Santiago, par instinct ou vigilance, je ne sais pas, mais il se précipite vers Véronica pour la protéger.
Je regarde la scène comme si j'étais en face d'un écran géant qui diffuse un film. La jeune fille pointe l’arme sur sa tempe. Voilà pourquoi je ne comprenais pas l'acte de Santiago.
Celui-ci soupire bruyamment pendant qu’elle essaie de s’éloigner des gardes qui essaient de l’arrêter.
Elle continue de reculer
Rosa : Tu m'as laissé seul maître Santiago !
Santiago : Je suis là maintenant, pose ton arme
Elle me regarde et elle fronce ses sourcils
Rosa : C’est une soumise ?
Santiago : Oui, elle sera avec vous maintenant
Elle commence à pleurer comme une gamine et elle me lance un regard meurtrier avant de jeter un regard triste vers Santiago.

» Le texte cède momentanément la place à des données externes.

//! Helpers shared by concrete scanners.

use std::collections::BTreeSet;
use std::path::Path;

use serde_json::Value;

use crate::resource::SourceFile;

/// Minimum length of a word kept as a domain term.
const MIN_TERM_LEN: usize = 3;

/// Read and parse a file, or `None` if either step fails.
#[must_use]
pub fn read_and_parse(path: &Path) -> Option<SourceFile> {
    SourceFile::read_and_parse(path)
}

/// Lines `start_line..=end_line` (1-indexed) plus `context` lines around them.
#[must_use]
pub fn extract_snippet(content: &str, start_line: usize, end_line: usize, context: usize) -> String {
    let lines: Vec<&str> = content.lines().collect();
    if lines.is_empty() || start_line == 0 {
        return String::new();
    }
    let first = start_line.saturating_sub(context + 1);
    let last = end_line.max(start_line).saturating_add(context).min(lines.len());
    if first >= last {
        return String::new();
    }
    lines[first..last].join("\n")
}

/// Lowercased words from every `name` string found in a story graph.
#[must_use]
pub fn domain_terms(story_graph: &Value) -> BTreeSet<String> {
    let mut terms = BTreeSet::new();
    collect_terms(story_graph, &mut terms);
    terms
}

fn collect_terms(value: &Value, terms: &mut BTreeSet<String>) {
    match value {
        Value::Object(map) => {
            for (key, child) in map {
                if key == "name"
                    && let Value::String(name) = child
                {
                    terms.extend(split_words(name));
                } else {
                    collect_terms(child, terms);
                }
            }
        }
        Value::Array(items) => {
            for item in items {
                collect_terms(item, terms);
            }
        }
        _ => {}
    }
}

/// Split on non-alphanumerics and camel-case boundaries.
fn split_words(text: &str) -> Vec<String> {
    let mut words = Vec::new();
    let mut current = String::new();
    let mut prev_lower = false;

    for c in text.chars() {
        if !c.is_alphanumeric() {
            push_word(&mut words, &mut current);
            prev_lower = false;
            continue;
        }
        if c.is_uppercase() && prev_lower {
            push_word(&mut words, &mut current);
        }
        prev_lower = c.is_lowercase() || c.is_numeric();
        current.extend(c.to_lowercase());
    }
    push_word(&mut words, &mut current);
    words
}

fn push_word(words: &mut Vec<String>, current: &mut String) {
    if current.chars().count() >= MIN_TERM_LEN {
        words.push(std::mem::take(current));
    } else {
        current.clear();
    }
}

#[cfg(test)]
#[path = "support_tests.rs"]
mod tests;
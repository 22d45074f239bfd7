use std::sync::Mutex;

use super::*;
use crate::context::ScanContext;
use crate::parser::NodeKind;

fn rule() -> Arc<Rule> {
    Arc::new(Rule::new("functions-short", "functions-short.json"))
}

struct Silent;

impl Scanner for Silent {}

/// Flags every function block.
struct FlagFunctions {
    kind: ScannerKind,
}

impl Scanner for FlagFunctions {
    fn kind(&self) -> ScannerKind {
        self.kind
    }

    fn scan_block(&self, ctx: &BlockScanContext<'_>) -> Result<Vec<Violation>> {
        if ctx.block.kind() != NodeKind::Function {
            return Ok(Vec::new());
        }
        Ok(vec![ctx.violation(format!("function {}", ctx.block.name()))?])
    }
}

/// Reports one violation per file name it is handed.
struct PerFile;

impl Scanner for PerFile {
    fn kind(&self) -> ScannerKind {
        ScannerKind::Test
    }

    fn scan_file_with_context(&self, ctx: &FileScanContext<'_>) -> Result<Vec<Violation>> {
        Ok(vec![
            Violation::new(ctx.rule, "seen")?.at_location(ctx.file_path.display().to_string()),
        ])
    }
}

struct Failing;

impl Scanner for Failing {
    fn scan_block(&self, _ctx: &BlockScanContext<'_>) -> Result<Vec<Violation>> {
        Err(crate::RuleScanError::execution("Failing", "gave up"))
    }
}

#[test]
fn kind_accepts_matching_files() {
    assert!(ScannerKind::Code.accepts(false));
    assert!(!ScannerKind::Code.accepts(true));
    assert!(ScannerKind::Test.accepts(true));
    assert!(!ScannerKind::Test.accepts(false));
    assert!(ScannerKind::Any.accepts(true));
    assert!(ScannerKind::Any.accepts(false));
}

#[test]
fn kind_selects_collection_side() {
    let files = FileCollection::new(
        vec![PathBuf::from("tests/test_a.py")],
        vec![PathBuf::from("src/a.py")],
    );

    let code: Vec<&Path> = ScannerKind::Code.files(&files).collect();
    let test: Vec<&Path> = ScannerKind::Test.files(&files).collect();
    let any: Vec<&Path> = ScannerKind::Any.files(&files).collect();

    assert_eq!(code, vec![Path::new("src/a.py")]);
    assert_eq!(test, vec![Path::new("tests/test_a.py")]);
    assert_eq!(any, vec![Path::new("tests/test_a.py"), Path::new("src/a.py")]);
}

#[test]
fn default_entry_points_report_nothing() {
    let rule = rule();
    let base = ScanContext::default();
    let files = FileCollection::new(vec![], vec![PathBuf::from("a.py")]);
    let changed = vec![PathBuf::from("a.py")];
    let scope = Scope::from_sources([("a.py", "def f():\n    pass\n")]);
    let scan = Scan::new(Arc::clone(&rule));

    let silent = Silent;
    assert_eq!(silent.kind(), ScannerKind::Any);
    assert!(
        silent
            .scan_with_context(&ScanFilesContext::new(&base, &rule, &files))
            .unwrap()
            .is_empty()
    );
    assert!(
        silent
            .scan_cross_file_with_context(&CrossFileScanContext::new(
                &base, &rule, &changed, &changed
            ))
            .unwrap()
            .is_empty()
    );
    assert!(
        silent
            .performs_scan_for_one_rule(&scan, &scope, &rule)
            .unwrap()
            .is_empty()
    );
}

#[test]
fn scan_with_context_invokes_callback_per_file() {
    let rule = rule();
    let base = ScanContext::default();
    let files = FileCollection::new(
        vec![PathBuf::from("test_a.py"), PathBuf::from("test_b.py")],
        vec![PathBuf::from("a.py")],
    );
    let seen = Mutex::new(Vec::new());
    let callback = |path: &Path, violations: &[Violation]| {
        seen.lock().unwrap().push((path.to_path_buf(), violations.len()));
    };

    let violations = PerFile
        .scan_with_context(&ScanFilesContext::new(&base, &rule, &files).with_callback(&callback))
        .unwrap();

    assert_eq!(violations.len(), 2);
    assert_eq!(
        *seen.lock().unwrap(),
        vec![
            (PathBuf::from("test_a.py"), 1),
            (PathBuf::from("test_b.py"), 1),
        ]
    );
}

#[test]
fn block_pass_skips_unparsable_files_and_attaches_violations() {
    let rule = rule();
    let scope = Scope::from_sources([
        ("a.py", "class Foo:\n    def bar(self):\n        return 1\n"),
        ("b.py", "def broken(:\n"),
    ]);
    let scan = Scan::new(Arc::clone(&rule));

    let violations = FlagFunctions {
        kind: ScannerKind::Any,
    }
    .performs_scan_for_one_rule(&scan, &scope, &rule)
    .unwrap();

    assert_eq!(violations.len(), 1);
    let violation = &violations[0];
    assert_eq!(violation.message(), "function bar");
    assert_eq!(violation.location(), "a.py");
    assert_eq!(violation.line_number(), Some(2));

    let owner = scope.block(violation.block().unwrap()).unwrap();
    assert_eq!(owner.name(), "bar");
    assert_eq!(owner.violations(), vec![violation.clone()]);
}

#[test]
fn block_pass_respects_scanner_kind() {
    let rule = rule();
    let scope = Scope::from_sources([
        ("src/app.py", "def run():\n    pass\n"),
        ("tests/test_app.py", "def test_run():\n    pass\n"),
    ]);
    let scan = Scan::new(Arc::clone(&rule));

    let code_only = FlagFunctions {
        kind: ScannerKind::Code,
    }
    .performs_scan_for_one_rule(&scan, &scope, &rule)
    .unwrap();
    let test_only = FlagFunctions {
        kind: ScannerKind::Test,
    }
    .performs_scan_for_one_rule(&scan, &scope, &rule)
    .unwrap();

    assert_eq!(code_only.len(), 1);
    assert_eq!(code_only[0].message(), "function run");
    assert_eq!(test_only.len(), 1);
    assert_eq!(test_only[0].message(), "function test_run");
}

#[test]
fn block_pass_propagates_scanner_errors() {
    let rule = rule();
    let scope = Scope::from_sources([("a.py", "def f():\n    pass\n")]);
    let scan = Scan::new(Arc::clone(&rule));

    let err = Failing
        .performs_scan_for_one_rule(&scan, &scope, &rule)
        .unwrap_err();

    assert_eq!(err.error_type(), "ScannerExecution");
}
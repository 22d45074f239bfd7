/// Short scanner name: the class name without a `Scanner` suffix, in snake case.
///
/// `LongBlockScanner` becomes `long_block`; acronyms stay together, so
/// `HTTPClientScanner` becomes `http_client`.
#[must_use]
pub fn scanner_short_name(class_name: &str) -> String {
    let base = class_name.strip_suffix("Scanner").unwrap_or(class_name);
    let chars: Vec<char> = base.chars().collect();
    let mut out = String::with_capacity(base.len() + 4);

    for (i, &c) in chars.iter().enumerate() {
        if c.is_uppercase() {
            let prev = i.checked_sub(1).map(|p| chars[p]);
            let next = chars.get(i + 1);
            let boundary = prev.is_some_and(|p| {
                p.is_lowercase()
                    || p.is_ascii_digit()
                    || (p.is_uppercase() && next.is_some_and(|n| n.is_lowercase()))
            });
            if boundary && !out.ends_with('_') {
                out.push('_');
            }
            out.extend(c.to_lowercase());
        } else {
            out.push(c);
        }
    }
    out
}

#[cfg(test)]
#[path = "naming_tests.rs"]
mod tests;
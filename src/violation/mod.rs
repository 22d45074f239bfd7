use std::fmt;
use std::sync::Arc;

use serde::{Deserialize, Serialize};

use crate::error::Result;
use crate::resource::{Block, BlockRef};
use crate::rule::Rule;

#[derive(Debug, Clone, Copy, PartialEq, Eq, Hash, PartialOrd, Ord, Default, Serialize, Deserialize)]
#[serde(rename_all = "lowercase")]
pub enum Severity {
    #[default]
    Error,
    Warning,
}

impl Severity {
    #[must_use]
    pub const fn as_str(self) -> &'static str {
        match self {
            Self::Error => "error",
            Self::Warning => "warning",
        }
    }
}

impl fmt::Display for Severity {
    fn fmt(&self, f: &mut fmt::Formatter<'_>) -> fmt::Result {
        f.write_str(self.as_str())
    }
}

/// One reported breach of a rule.
///
/// Violations are built with the consuming `with_*`/`on_block` methods and
/// never change after they are handed to a scan. When no explicit line is
/// given, [`Violation::line_number`] falls back to the start line of the block
/// the violation was raised on.
#[derive(Debug, Clone, PartialEq, Eq)]
pub struct Violation {
    rule: Arc<Rule>,
    message: String,
    severity: Severity,
    location: String,
    line_number: Option<usize>,
    block: Option<BlockRef>,
    block_start_line: Option<usize>,
}

impl Violation {
    /// Start a violation of `rule` using the rule's default severity.
    ///
    /// # Errors
    /// Returns `InvalidRule` if the rule lacks a `name` or `rule_file`.
    pub fn new(rule: &Arc<Rule>, message: impl Into<String>) -> Result<Self> {
        rule.validate()?;
        Ok(Self {
            rule: Arc::clone(rule),
            message: message.into(),
            severity: rule.severity,
            location: String::new(),
            line_number: None,
            block: None,
            block_start_line: None,
        })
    }

    #[must_use]
    pub const fn with_severity(mut self, severity: Severity) -> Self {
        self.severity = severity;
        self
    }

    #[must_use]
    pub fn at_location(mut self, location: impl Into<String>) -> Self {
        self.location = location.into();
        self
    }

    #[must_use]
    pub const fn at_line(mut self, line_number: usize) -> Self {
        self.line_number = Some(line_number);
        self
    }

    /// Tie the violation to a block. The location defaults to the block's file.
    #[must_use]
    pub fn on_block(mut self, block: &Block) -> Self {
        self.block = Some(block.block_ref());
        self.block_start_line = Some(block.start_line());
        if self.location.is_empty() {
            self.location = block.path().display().to_string();
        }
        self
    }

    #[must_use]
    pub fn rule(&self) -> &Arc<Rule> {
        &self.rule
    }

    #[must_use]
    pub fn message(&self) -> &str {
        &self.message
    }

    #[must_use]
    pub const fn severity(&self) -> Severity {
        self.severity
    }

    #[must_use]
    pub fn location(&self) -> &str {
        &self.location
    }

    /// The explicit line, else the owning block's start line.
    #[must_use]
    pub fn line_number(&self) -> Option<usize> {
        self.line_number.or(self.block_start_line)
    }

    #[must_use]
    pub const fn block(&self) -> Option<BlockRef> {
        self.block
    }

    #[must_use]
    pub const fn is_error(&self) -> bool {
        matches!(self.severity, Severity::Error)
    }

    #[must_use]
    pub fn to_record(&self) -> ViolationRecord {
        ViolationRecord::from(self)
    }
}

/// Serialized violation shape consumed by reporting layers.
#[derive(Debug, Clone, PartialEq, Eq, Serialize, Deserialize)]
pub struct ViolationRecord {
    pub rule: String,
    pub rule_file: String,
    pub violation_message: String,
    pub severity: Severity,
    pub line_number: Option<usize>,
    pub location: String,
}

impl From<&Violation> for ViolationRecord {
    fn from(violation: &Violation) -> Self {
        Self {
            rule: violation.rule.name.clone(),
            rule_file: violation.rule.rule_file.clone(),
            violation_message: violation.message.clone(),
            severity: violation.severity,
            line_number: violation.line_number(),
            location: violation.location.clone(),
        }
    }
}

impl Serialize for Violation {
    fn serialize<S: serde::Serializer>(&self, serializer: S) -> std::result::Result<S::Ok, S::Error> {
        self.to_record().serialize(serializer)
    }
}

#[cfg(test)]
#[path = "mod_tests.rs"]
mod tests;
//! Filesystem abstraction for testability.

use std::path::{Path, PathBuf};

/// Filesystem operations needed by the config loader.
pub trait FileSystem {
    /// Read file contents as a string.
    ///
    /// # Errors
    /// Returns an error if the file cannot be read.
    fn read_to_string(&self, path: &Path) -> std::io::Result<String>;

    fn exists(&self, path: &Path) -> bool;

    /// Get the current working directory.
    ///
    /// # Errors
    /// Returns an error if the current directory cannot be determined.
    fn current_dir(&self) -> std::io::Result<PathBuf>;

    /// The platform-specific configuration directory for rulescan, e.g.
    /// `~/.config/rulescan` on Linux.
    fn config_dir(&self) -> Option<PathBuf>;
}

#[derive(Debug, Default, Clone, Copy)]
pub struct RealFileSystem;

impl FileSystem for RealFileSystem {
    fn read_to_string(&self, path: &Path) -> std::io::Result<String> {
        std::fs::read_to_string(path)
    }

    fn exists(&self, path: &Path) -> bool {
        path.exists()
    }

    fn current_dir(&self) -> std::io::Result<PathBuf> {
        std::env::current_dir()
    }

    fn config_dir(&self) -> Option<PathBuf> {
        directories::ProjectDirs::from("", "", "rulescan")
            .map(|dirs| dirs.config_dir().to_path_buf())
    }
}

Rosa : Non, je ne veux plus que tu partes voir ailleurs mon maître, je suis là pour toi, je peux te suffire.
Je regarde Santiago avec de grands yeux
Ne me dites pas que c'est ainsi qu'il rend ses soumises
Santiago : Pose cette arme et je vais te donner une récompense.
Santiago : Tu veux que je te touche, on va aller dans la chambre des secrets.
Rosa : Elle est belle ta nouvelle soumise
Santiago me regarde et je le regarde
Santiago : En effet, maintenant pose ton arme
Rosa : Je n’arrive plus à le supporter, s’il y a une autre alors, tu ne viendras plus me voir.
Santiago soupire d’agacement et il fait signe à l'un des gardes de la neutralité.
Rosa : Je préfère mourir que de te partager encore avec d’autres soumises.
Et là, elle tire une balle dans sa tête
Je pose ma main sur ma bouche, choquée de voir avec quelle dévotion elle s'est tuée.
Santiago : Elle n'avait plus toute sa tête de toute façon
Dit-il en relâchant Véronica sa mère ou sa tante, je suppose.
Santiago : Ça va ? Pas trop secoué, j’ai eu peur qu’elle s'en prenne à toi
Elle pose sa main sur la joue de Santiago
Véronica : Arrête de paniquer pour ma vie dès que tu vois une menace, je vais bien.
Et là, elle l’embrasse, Santiago ferme les yeux et il répond à son b****r comme si sa vie en dépendait.
C'est encore un deuxième choc pour moi et mes yeux. Cette vieille femme est sa femme ?
Il a quoi 30 ans ? Ou voir moins et cette femme est plus âgé que ma mère, cette femme doit avoir la cinquantaine.
P(u)tain, c'est quoi ce délire ?
Mais attendez ? N'a-t-il pas dit qu'il ne laisse personne le toucher sans son consentement et qu'il n’embrasse pas ?
Bon enfin, il m'a embrassé, mais il vient d’embrasser cette vieille femme !
Je suis abasourdi
Ils ne se gênent pas dit donc
Je suis complètement jalouse et j’ai gros sur le cœur même si j'essaie de me convaincre le contraire.
Je me racle la gorge pour leur signifier que nous sommes sous un soleil.
Mais je crois que je n’ai pas mon mot à dire
Ils sont dans leur petite bulle
Il rompt le b(a)iser et il la tire vers l’entrée de la maison.
Santiago : Je te veux maintenant Véronica
Elle lui sourit et elle hoche la tête, et je vois un Santiago avec un sourire lumineux sur son visage.
Santiago : Teresa accompagne la nouvelle pour qu’elle s’installe et soit vigilante, car elle peut être très récalcitrante.
Véronica le tire comme une gamine pour le faire entrer dans la maison et il glousse comme un gamin. Et moi, je suis figé sans vraiment comprendre ce qui se passe réellement dans ma vie.